Besides the competitive risk, AFRM has inherent exposure to interest rate risk. I expect BNPL adoption to slow meaningfully if interest rates do not decline meaningfully from here. BNPL transactions typically involve some financing cost on the behalf of consumers (0% transactions are heavily financed by merchants), meaning that they are more expensive in times of higher interest rates. A decline in interest rates would be likely bullish for the company due to increasing the appeal of the product, though I note that it may also increase the intensity of the competitive environment.

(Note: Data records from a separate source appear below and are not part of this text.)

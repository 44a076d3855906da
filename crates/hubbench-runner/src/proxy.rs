use std::collections::BTreeMap;
use std::process::{Child, Command, Stdio};
use std::time::Duration;

use async_trait::async_trait;
use hubbench_hub::{CollabError, RouteEntry, RouteTable};
use rand::Rng;
use serde_json::{json, Value};
use tracing::debug;

use crate::error::StartupError;
use crate::instrument::wait_for_http_server;

pub const PROXY_COMMAND: &str = "configurable-http-proxy";
pub const PROXY_TOKEN_ENV: &str = "CONFIGPROXY_AUTH_TOKEN";
const PROXY_API_URL: &str = "http://127.0.0.1:8001";
const PROXY_READY_TIMEOUT: Duration = Duration::from_secs(10);

/// The route proxy subprocess, shared read-only infrastructure for one
/// trial: spawned once, terminated unconditionally on drop.
pub struct ProxyProcess {
    child: Child,
    auth_token: String,
    api_url: String,
}

impl ProxyProcess {
    pub fn spawn(default_target: &str) -> Result<Self, StartupError> {
        let auth_token = hex::encode(rand::thread_rng().gen::<[u8; 16]>());
        let child = Command::new(PROXY_COMMAND)
            .args([
                "--log-level",
                "error",
                "--default-target",
                default_target,
                "--api-ip",
                "127.0.0.1",
            ])
            .env(PROXY_TOKEN_ENV, &auth_token)
            .stdout(Stdio::null())
            .stderr(Stdio::null())
            .spawn()
            .map_err(StartupError::ProxySpawn)?;
        debug!(pid = child.id(), "route proxy spawned");
        Ok(Self {
            child,
            auth_token,
            api_url: PROXY_API_URL.to_string(),
        })
    }

    pub async fn wait_ready(&self, client: &reqwest::Client) -> Result<(), StartupError> {
        let url = format!("{}/api/routes", self.api_url);
        wait_for_http_server(client, &url, PROXY_READY_TIMEOUT).await
    }

    pub fn route_table(&self) -> ProxyRouteTable {
        ProxyRouteTable::new(self.api_url.clone(), self.auth_token.clone())
    }
}

impl Drop for ProxyProcess {
    fn drop(&mut self) {
        let _ = self.child.kill();
        let _ = self.child.wait();
    }
}

/// `RouteTable` backed by the proxy's REST API, the production
/// counterpart of the in-memory stand-in.
pub struct ProxyRouteTable {
    http: reqwest::Client,
    api_url: String,
    token: String,
}

impl ProxyRouteTable {
    pub fn new(api_url: impl Into<String>, token: impl Into<String>) -> Self {
        Self {
            http: reqwest::Client::new(),
            api_url: api_url.into(),
            token: token.into(),
        }
    }

    fn auth(&self) -> String {
        format!("token {}", self.token)
    }

    fn route_url(&self, spec: &str) -> String {
        format!("{}/api/routes{}", self.api_url, spec)
    }
}

fn transport(err: reqwest::Error) -> CollabError {
    CollabError::Transport(Box::new(err))
}

#[async_trait]
impl RouteTable for ProxyRouteTable {
    async fn list_routes(&self) -> Result<BTreeMap<String, RouteEntry>, CollabError> {
        let response = self
            .http
            .get(format!("{}/api/routes", self.api_url))
            .header("Authorization", self.auth())
            .send()
            .await
            .map_err(transport)?;
        if !response.status().is_success() {
            return Err(CollabError::Rejected {
                spec: "/".to_string(),
                message: format!("status {}", response.status()),
            });
        }
        let body: Value = response.json().await.map_err(transport)?;
        let mut routes = BTreeMap::new();
        if let Some(map) = body.as_object() {
            for (spec, entry) in map {
                let target = entry
                    .get("target")
                    .and_then(Value::as_str)
                    .unwrap_or_default()
                    .to_string();
                routes.insert(
                    spec.clone(),
                    RouteEntry {
                        target,
                        data: entry.clone(),
                    },
                );
            }
        }
        Ok(routes)
    }

    async fn add_route(&self, spec: &str, target: &str, data: Value) -> Result<(), CollabError> {
        let mut body = match data {
            Value::Object(map) => Value::Object(map),
            Value::Null => json!({}),
            other => json!({ "data": other }),
        };
        body["target"] = json!(target);
        let response = self
            .http
            .post(self.route_url(spec))
            .header("Authorization", self.auth())
            .json(&body)
            .send()
            .await
            .map_err(transport)?;
        if !response.status().is_success() {
            return Err(CollabError::Rejected {
                spec: spec.to_string(),
                message: format!("status {}", response.status()),
            });
        }
        Ok(())
    }

    async fn remove_route(&self, spec: &str) -> Result<(), CollabError> {
        let response = self
            .http
            .delete(self.route_url(spec))
            .header("Authorization", self.auth())
            .send()
            .await
            .map_err(transport)?;
        // removing an absent route is not an error
        if !response.status().is_success() && response.status().as_u16() != 404 {
            return Err(CollabError::Rejected {
                spec: spec.to_string(),
                message: format!("status {}", response.status()),
            });
        }
        Ok(())
    }
}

Putting these together, I question whether the current stock price offers sufficient margin of safety. For a stock with this much risk, I would prefer to be investing with at least 20% potential annual upside, but I am seeing only 15% potential upside for Affirm Holdings, Inc. even using aggressive underlying assumptions. If the company could further execute on improving profitability, then I may reduce my target hurdle rates, but the potential reward is insufficient for the underlying risk. I reiterate my avoid rating for Affirm Holdings stock.
Analyst’s Disclosure: I/we have a beneficial long position in the shares of SQ either through stock ownership, options, or other derivatives. I wrote this article myself, and it expresses my own opinions. I am not receiving compensation for it (other than from Seeking Alpha). I have no business relationship with any company whose stock is mentioned in this article.
I am long all positions in the Best of Breed Growth Stocks Portfolio.